[Stored data]
----

//! Contiguous collection types. Namely [`Vector`], a growable array with a capacity policy that
//! both grows and shrinks, backed by a raw, uninitialized allocation.
#![warn(missing_docs)]

pub(crate) mod raw_buf;
pub mod vector;

#[doc(inline)]
pub use vector::{ScanFrom, Vector};
#[doc(inline)]
pub use crate::util::error::{CapacityOverflow, IndexOutOfBounds, RangeOutOfBounds};
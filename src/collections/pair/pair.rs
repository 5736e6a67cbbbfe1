use std::fmt::{self, Display, Formatter};

/// Two values of arbitrary types, along with a flag recording whether they were ever assigned.
///
/// A default Pair holds default values and is unassigned, which makes it usable as an empty slot
/// in an array. The flag is never updated implicitly by mutable access, handling it is entirely up
/// to the user (see [`set_assigned`](Pair::set_assigned) and [`assign`](Pair::assign)).
///
/// # Examples
/// ```
/// # use basic_structures::collections::pair::Pair;
/// let mut slots: [Pair<&str, u32>; 4] = Default::default();
/// assert!(!slots[2].is_assigned());
///
/// slots[2].assign("key", 7);
/// assert!(slots[2].is_assigned());
/// assert_eq!(slots[2].second(), &7);
/// ```
#[derive(Debug, Default, Clone, Copy, PartialEq, Eq, Hash)]
pub struct Pair<A, B> {
    first: A,
    second: B,
    assigned: bool,
}

impl<A, B> Pair<A, B> {
    /// Creates a new assigned Pair holding `first` and `second`.
    pub const fn new(first: A, second: B) -> Pair<A, B> {
        Pair {
            first,
            second,
            assigned: true,
        }
    }

    pub const fn first(&self) -> &A {
        &self.first
    }

    pub const fn first_mut(&mut self) -> &mut A {
        &mut self.first
    }

    pub const fn second(&self) -> &B {
        &self.second
    }

    pub const fn second_mut(&mut self) -> &mut B {
        &mut self.second
    }

    /// Returns true if the Pair was created with [`Pair::new`], or flagged as assigned since.
    pub const fn is_assigned(&self) -> bool {
        self.assigned
    }

    pub const fn set_assigned(&mut self, assigned: bool) {
        self.assigned = assigned;
    }

    /// Replaces both values and marks the Pair as assigned. The old values are dropped.
    pub fn assign(&mut self, first: A, second: B) {
        self.first = first;
        self.second = second;
        self.assigned = true;
    }

    /// Consumes the Pair, returning both of its values as a tuple.
    pub fn into_parts(self) -> (A, B) {
        (self.first, self.second)
    }
}

impl<A, B> From<(A, B)> for Pair<A, B> {
    fn from((first, second): (A, B)) -> Self {
        Pair::new(first, second)
    }
}

impl<A: Display, B: Display> Display for Pair<A, B> {
    fn fmt(&self, f: &mut Formatter<'_>) -> fmt::Result {
        write!(f, "({}, {})", self.first, self.second)
    }
}
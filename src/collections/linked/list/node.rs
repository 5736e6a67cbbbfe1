use std::ptr::NonNull;

pub(crate) type Link<T> = Option<NodePtr<T>>;

pub(crate) struct Node<T> {
    pub value: T,
    pub next: Link<T>,
}

/// A copyable pointer to a heap allocated [`Node`], owned by exactly one list.
///
/// Nodes are allocated through [`Box`], so that [`take_node`](NodePtr::take_node) can move the
/// value back off the heap. The lifetimes of returned references aren't tied to the pointer, it is
/// up to the list to only hand them out while it is borrowed accordingly.
#[derive(Debug)]
pub(crate) struct NodePtr<T>(pub NonNull<Node<T>>);

impl<T> NodePtr<T> {
    pub fn from_node(node: Node<T>) -> NodePtr<T> {
        NodePtr(NonNull::from(Box::leak(Box::new(node))))
    }

    /// Reclaims ownership of the node, deallocating it.
    pub fn take_node(self) -> Node<T> {
        // SAFETY: The pointer came from Box::leak and each node is only taken once, because the
        // list forgets about a node before or while taking it.
        unsafe { *Box::from_raw(self.0.as_ptr()) }
    }

    pub const fn value<'a>(&self) -> &'a T {
        // SAFETY: The node is allocated and initialized for as long as it is part of a list.
        unsafe { &(*self.0.as_ptr()).value }
    }

    #[allow(clippy::mut_from_ref)]
    pub fn value_mut<'a>(&self) -> &'a mut T {
        // SAFETY: As for value, with the list's mutable borrow preventing aliasing.
        unsafe { &mut (*self.0.as_ptr()).value }
    }

    pub const fn next<'a>(&self) -> &'a Link<T> {
        // SAFETY: The node is allocated and initialized for as long as it is part of a list.
        unsafe { &(*self.0.as_ptr()).next }
    }

    #[allow(clippy::mut_from_ref)]
    pub fn next_mut<'a>(&self) -> &'a mut Link<T> {
        // SAFETY: Links are only modified through a mutable borrow of the owning list.
        unsafe { &mut (*self.0.as_ptr()).next }
    }
}

impl<T> Clone for NodePtr<T> {
    fn clone(&self) -> Self {
        *self
    }
}

impl<T> Copy for NodePtr<T> {}

impl<T> PartialEq for NodePtr<T> {
    fn eq(&self, other: &Self) -> bool {
        self.0 == other.0
    }
}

----

» Directions
Each entry must be set down exactly as it appears.

» Output of the exercise
//! Contiguous collection types. Namely [`Vector`], a growable array with a capacity policy that
//! both grows and shrinks, backed by a raw, uninitialized allocation.
#![warn(missing_docs)]

pub(crate) mod raw_buf;
pub mod vector;

#[doc(inline)]
pub use vector::{ScanFrom, Vector};
#[doc(inline)]
pub use crate::util::error::{CapacityOverflow, IndexOutOfBounds, RangeOutOfBounds};
filename src/collections/pair/pair.rs
repository 5736e6a67cbbbfe1
use std::fmt::{self, Display, Formatter};

/// Two values of arbitrary types, along with a flag recording whether they were ever assigned.
///
/// A default Pair holds default values and is unassigned, which makes it usable as an empty slot
/// in an array. The flag is never updated implicitly by mutable access, handling it is entirely up
/// to the user (see [`set_assigned`](Pair::set_assigned) and [`assign`](Pair::assign)).
///
/// # Examples
/// ```
/// # use basic_structures::collections::pair::Pair;
/// let mut slots: [Pair<&str, u32>; 4] = Default::default();
/// assert!(!slots[2].is_assigned());
///
/// slots[2].assign("key", 7);
/// assert!(slots[2].is_assigned());
/// assert_eq!(slots[2].second(), &7);
/// ```
#[derive(Debug, Default, Clone, Copy, PartialEq, Eq, Hash)]
pub struct Pair<A, B> {
    first: A,
    second: B,
    assigned: bool,
}

impl<A, B> Pair<A, B> {
    /// Creates a new assigned Pair holding `first` and `second`.
    pub const fn new(first: A, second: B) -> Pair<A, B> {
        Pair {
            first,
            second,
            assigned: true,
        }
    }

    pub const fn first(&self) -> &A {
        &self.first
    }

    pub const fn first_mut(&mut self) -> &mut A {
        &mut self.first
    }

    pub const fn second(&self) -> &B {
        &self.second
    }

    pub const fn second_mut(&mut self) -> &mut B {
        &mut self.second
    }

    /// Returns true if the Pair was created with [`Pair::new`], or flagged as assigned since.
    pub const fn is_assigned(&self) -> bool {
        self.assigned
    }

    pub const fn set_assigned(&mut self, assigned: bool) {
        self.assigned = assigned;
    }

    /// Replaces both values and marks the Pair as assigned. The old values are dropped.
    pub fn assign(&mut self, first: A, second: B) {
        self.first = first;
        self.second = second;
        self.assigned = true;
    }

    /// Consumes the Pair, returning both of its values as a tuple.
    pub fn into_parts(self) -> (A, B) {
        (self.first, self.second)
    }
}

impl<A, B> From<(A, B)> for Pair<A, B> {
    fn from((first, second): (A, B)) -> Self {
        Pair::new(first, second)
    }
}

impl<A: Display, B: Display> Display for Pair<A, B> {
    fn fmt(&self, f: &mut Formatter<'_>) -> fmt::Result {
        write!(f, "({}, {})", self.first, self.second)
    }
}
filename src/collections/linked/list/node.rs
repository 5736e6a67cbbbfe1
use std::ptr::NonNull;

pub(crate) type Link<T> = Option<NodePtr<T>>;

pub(crate) struct Node<T> {
    pub value: T,
    pub next: Link<T>,
}

/// A copyable pointer to a heap allocated [`Node`], owned by exactly one list.
///
/// Nodes are allocated through [`Box`], so that [`take_node`](NodePtr::take_node) can move the
/// value back off the heap. The lifetimes of returned references aren't tied to the pointer, it is
/// up to the list to only hand them out while it is borrowed accordingly.
#[derive(Debug)]
pub(crate) struct NodePtr<T>(pub NonNull<Node<T>>);

impl<T> NodePtr<T> {
    pub fn from_node(node: Node<T>) -> NodePtr<T> {
        NodePtr(NonNull::from(Box::leak(Box::new(node))))
    }

    /// Reclaims ownership of the node, deallocating it.
    pub fn take_node(self) -> Node<T> {
        // SAFETY: The pointer came from Box::leak and each node is only taken once, because the
        // list forgets about a node before or while taking it.
        unsafe { *Box::from_raw(self.0.as_ptr()) }
    }

    pub const fn value<'a>(&self) -> &'a T {
        // SAFETY: The node is allocated and initialized for as long as it is part of a list.
        unsafe { &(*self.0.as_ptr()).value }
    }

    #[allow(clippy::mut_from_ref)]
    pub fn value_mut<'a>(&self) -> &'a mut T {
        // SAFETY: As for value, with the list's mutable borrow preventing aliasing.
        unsafe { &mut (*self.0.as_ptr()).value }
    }

    pub const fn next<'a>(&self) -> &'a Link<T> {
        // SAFETY: The node is allocated and initialized for as long as it is part of a list.
        unsafe { &(*self.0.as_ptr()).next }
    }

    #[allow(clippy::mut_from_ref)]
    pub fn next_mut<'a>(&self) -> &'a mut Link<T> {
        // SAFETY: Links are only modified through a mutable borrow of the owning list.
        unsafe { &mut (*self.0.as_ptr()).next }
    }
}

impl<T> Clone for NodePtr<T> {
    fn clone(&self) -> Self {
        *self
    }
}

impl<T> Copy for NodePtr<T> {}

impl<T> PartialEq for NodePtr<T> {
    fn eq(&self, other: &Self) -> bool {
        self.0 == other.0
    }
}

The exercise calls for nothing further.